Some more things I realized: a lot of folks working here grew up really, really close by, which, for some reason, surprised me. And secondly... there are several seasonal people who are hanging around as volunteers for the winter, performing important duties while not being paid. Something about that unsettles me: maybe it is because I came from a defense contracting background, where... well, it was the opposite situation (chew on that), and I know that we contractors spent more money in a week in a single research project than scientists here spend in a year, and the scientists here are scrambling for bits of money here and there. The contrast is really striking, having been in both places, and as a taxpayer and citizen of the world, I don't like it. Despite the lack of funding, they still manage to churn out some (really!) interesting science here, but a little more money would really go a long way. I'm not really here to provide political commentary... that is just a striking observation.

I'm on my way to making some new friends here. Not that I'm lonely... Booty has been up every weekend, and Kent and Mike were both here, and I've been enjoying the company of colleagues in the office and in the field. I've even been climbing recently, you know, to check out some tension cracks on the a future Open Book. But those are all stories for another day... for now, I leave you with a recent photo of Booty enjoying a morning on my porch and me at Olmstead Point after the last climbing day in Tuolumne.

Friday, October 28, 2011

Any day I get paid to hike is a good day.
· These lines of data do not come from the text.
//! GPU layouts for lighting data.
//!
//! WGSL aligns `vec3<f32>` to 16 bytes, so every `vec3` is followed by a
//! scalar or explicit padding.

use bytemuck::{Pod, Zeroable};

use super::{Light, Material};

#[repr(C)]
#[derive(Debug, Copy, Clone, PartialEq, Pod, Zeroable)]
pub struct MaterialUniform {
    pub ambient: [f32; 3],
    pub _pad0: f32,
    pub diffuse: [f32; 3],
    pub _pad1: f32,
    pub specular: [f32; 3],
    pub shininess: f32,
}

impl From<&Material> for MaterialUniform {
    fn from(m: &Material) -> Self {
        Self {
            ambient: m.ambient.to_array(),
            _pad0: 0.0,
            diffuse: m.diffuse.to_array(),
            _pad1: 0.0,
            specular: m.specular.to_array(),
            shininess: m.shininess,
        }
    }
}

#[repr(C)]
#[derive(Debug, Copy, Clone, PartialEq, Pod, Zeroable)]
pub struct LightUniform {
    pub position: [f32; 3],
    pub _pad0: f32,
    pub ambient: [f32; 3],
    pub _pad1: f32,
    pub diffuse: [f32; 3],
    pub _pad2: f32,
    pub specular: [f32; 3],
    pub _pad3: f32,
}

impl From<&Light> for LightUniform {
    fn from(l: &Light) -> Self {
        Self {
            position: l.position.to_array(),
            _pad0: 0.0,
            ambient: l.ambient.to_array(),
            _pad1: 0.0,
            diffuse: l.diffuse.to_array(),
            _pad2: 0.0,
            specular: l.specular.to_array(),
            _pad3: 0.0,
        }
    }
}

#[cfg(test)]
mod tests {
    use super::*;
    use std::mem::{offset_of, size_of};

    #[test]
    fn material_matches_wgsl_layout() {
        assert_eq!(size_of::<MaterialUniform>(), 48);
        assert_eq!(offset_of!(MaterialUniform, diffuse), 16);
        assert_eq!(offset_of!(MaterialUniform, specular), 32);
        assert_eq!(offset_of!(MaterialUniform, shininess), 44);
    }

    #[test]
    fn light_matches_wgsl_layout() {
        assert_eq!(size_of::<LightUniform>(), 64);
        assert_eq!(offset_of!(LightUniform, ambient), 16);
        assert_eq!(offset_of!(LightUniform, diffuse), 32);
        assert_eq!(offset_of!(LightUniform, specular), 48);
    }

    #[test]
    fn material_fields_are_copied() {
        let u = MaterialUniform::from(&Material::RUBY);
        assert_eq!(u.diffuse, Material::RUBY.diffuse.to_array());
        assert_eq!(u.shininess, Material::RUBY.shininess);
    }
}
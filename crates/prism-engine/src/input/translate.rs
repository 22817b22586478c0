//! winit -> engine input translation.

use winit::dpi::PhysicalPosition;
use winit::event::{ElementState, MouseButton as WinitMouseButton, MouseScrollDelta, WindowEvent};
use winit::keyboard::{KeyCode, PhysicalKey};
use winit::window::Window;

use super::{
    InputEvent, Key, KeyState, MouseButton, MouseButtonState, MouseWheelDelta,
    PointerButtonEvent, PointerMoveEvent,
};

/// Translates a winit `WindowEvent` into an engine `InputEvent`.
///
/// Returns `None` for events the input subsystem does not represent.
/// Cursor moves are suppressed while `cursor_grabbed` is set; the runtime
/// reports raw motion instead.
pub(crate) fn translate_window_event(
    window: &Window,
    event: &WindowEvent,
    cursor_grabbed: bool,
) -> Option<InputEvent> {
    match event {
        WindowEvent::Focused(f) => Some(InputEvent::Focused(*f)),

        WindowEvent::CursorLeft { .. } if !cursor_grabbed => Some(InputEvent::PointerLeft),

        WindowEvent::CursorMoved { position, .. } if !cursor_grabbed => {
            let (x, y) = to_logical_f32(window, *position);
            Some(InputEvent::PointerMoved(PointerMoveEvent { x, y }))
        }

        WindowEvent::MouseInput { state, button, .. } => {
            Some(InputEvent::PointerButton(PointerButtonEvent {
                button: map_mouse_button(*button),
                state: match state {
                    ElementState::Pressed => MouseButtonState::Pressed,
                    ElementState::Released => MouseButtonState::Released,
                },
            }))
        }

        WindowEvent::MouseWheel { delta, .. } => {
            let delta = match delta {
                MouseScrollDelta::LineDelta(x, y) => MouseWheelDelta::Line { x: *x, y: *y },
                MouseScrollDelta::PixelDelta(p) => {
                    let (x, y) = to_logical_f32(window, *p);
                    MouseWheelDelta::Pixel { x, y }
                }
            };
            Some(InputEvent::MouseWheel(delta))
        }

        WindowEvent::KeyboardInput { event, .. } => Some(InputEvent::Key {
            key: map_key(event.physical_key),
            state: match event.state {
                ElementState::Pressed => KeyState::Pressed,
                ElementState::Released => KeyState::Released,
            },
            repeat: event.repeat,
        }),

        _ => None,
    }
}

fn to_logical_f32(window: &Window, pos: PhysicalPosition<f64>) -> (f32, f32) {
    let logical = pos.to_logical::<f64>(window.scale_factor());
    (logical.x as f32, logical.y as f32)
}

fn map_mouse_button(b: WinitMouseButton) -> MouseButton {
    match b {
        WinitMouseButton::Left => MouseButton::Left,
        WinitMouseButton::Right => MouseButton::Right,
        WinitMouseButton::Middle => MouseButton::Middle,
        WinitMouseButton::Back => MouseButton::Other(3),
        WinitMouseButton::Forward => MouseButton::Other(4),
        WinitMouseButton::Other(v) => MouseButton::Other(v),
    }
}

fn map_key(pk: PhysicalKey) -> Key {
    let PhysicalKey::Code(code) = pk else {
        return Key::Unknown(0);
    };

    match code {
        KeyCode::Escape => Key::Escape,
        KeyCode::Enter => Key::Enter,
        KeyCode::Tab => Key::Tab,
        KeyCode::Space => Key::Space,

        KeyCode::ArrowUp => Key::ArrowUp,
        KeyCode::ArrowDown => Key::ArrowDown,
        KeyCode::ArrowLeft => Key::ArrowLeft,
        KeyCode::ArrowRight => Key::ArrowRight,

        KeyCode::ShiftLeft | KeyCode::ShiftRight => Key::Shift,
        KeyCode::ControlLeft | KeyCode::ControlRight => Key::Control,
        KeyCode::AltLeft | KeyCode::AltRight => Key::Alt,

        KeyCode::KeyA => Key::A,
        KeyCode::KeyB => Key::B,
        KeyCode::KeyC => Key::C,
        KeyCode::KeyD => Key::D,
        KeyCode::KeyE => Key::E,
        KeyCode::KeyF => Key::F,
        KeyCode::KeyG => Key::G,
        KeyCode::KeyH => Key::H,
        KeyCode::KeyI => Key::I,
        KeyCode::KeyJ => Key::J,
        KeyCode::KeyK => Key::K,
        KeyCode::KeyL => Key::L,
        KeyCode::KeyM => Key::M,
        KeyCode::KeyN => Key::N,
        KeyCode::KeyO => Key::O,
        KeyCode::KeyP => Key::P,
        KeyCode::KeyQ => Key::Q,
        KeyCode::KeyR => Key::R,
        KeyCode::KeyS => Key::S,
        KeyCode::KeyT => Key::T,
        KeyCode::KeyU => Key::U,
        KeyCode::KeyV => Key::V,
        KeyCode::KeyW => Key::W,
        KeyCode::KeyX => Key::X,
        KeyCode::KeyY => Key::Y,
        KeyCode::KeyZ => Key::Z,

        KeyCode::Digit0 => Key::Digit0,
        KeyCode::Digit1 => Key::Digit1,
        KeyCode::Digit2 => Key::Digit2,
        KeyCode::Digit3 => Key::Digit3,
        KeyCode::Digit4 => Key::Digit4,
        KeyCode::Digit5 => Key::Digit5,
        KeyCode::Digit6 => Key::Digit6,
        KeyCode::Digit7 => Key::Digit7,
        KeyCode::Digit8 => Key::Digit8,
        KeyCode::Digit9 => Key::Digit9,

        other => Key::Unknown(other as u32),
    }
}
It only took a week: one week after arriving here and I was scheming to get out... out of the office and into the park. I turn to my boss (Greg) "Hey, what do you think if I work four 9-hour days, then cut out a half day early once a week so I can go hiking?" Greg looks at me and says,"Actually, I think hiking is a great use of your work time, anytime." "Really?" "Yes! It is part of our job to know the park, to get out and look around!" We tossed around some ideas before settling on 13,053' Mt. Dana.

The start of my hike:

So the very next day I took off for Mt. Dana, up on Tuolumne at the top of Tioga Pass. A mountain I had always been aware of, but never had managed to hike. The tallest mountain in Yosemite National Park. Best to do it now, while the weather was stable and warm, before the snows close the road ... and cover all the interesting rocks! I arrived at the trailhead at noon (after a morning meeting and driving), and set off on the steep but technically easy route.

Perfectly camouflaged - so much for safety orange while hiking alone:

As it turns out... Dana is quite interesting geologically. A palette of different colors and textures in the rocks speaking of ancient volcanos and deformation.

So many interesting rocks that I had a convenient excuse to stop, oh, every 50 feet to take pictures and examine the rocks. No, it wasn't because I was totally out of breath from the high altitude and thesis-induced low fitness level.

I made it to the top, took some victory pics...

Pika above 12000' building a winter nest - only other critter around!

Yea, so Dana is NOT made up of granite. Dana is actually much older - hundreds of millions of year - and made up of remnents of old volcanic rocks that were cooked a bit with the granite pluton bubbled up. Metamorphosed brecciated tuffs, basaltic/rhyolitic lavas, green epidote bands...

Check out the fracture pattern on the next one! Funny thing was, I was in the YV visitor center a couple days before and learning about how arrowheads were cut... very similar! The strike the arrowheads and cleave off pieces. This looks pretty similar.

This too:

More interesting fractures, these speak of ancient earth stresses.

As do these!

I was also totally checking out the Dana Couloir, the Solstice Couloir, and the Third Pillar (which is waaaaayyy across the summit plateau on the other side of Glacier Canyon!)

Top of Dana Coulouir:

Top of the Third Pillar, with fancy lense:

Glacier Canyon:

And all the scenery around Lyell Glacier.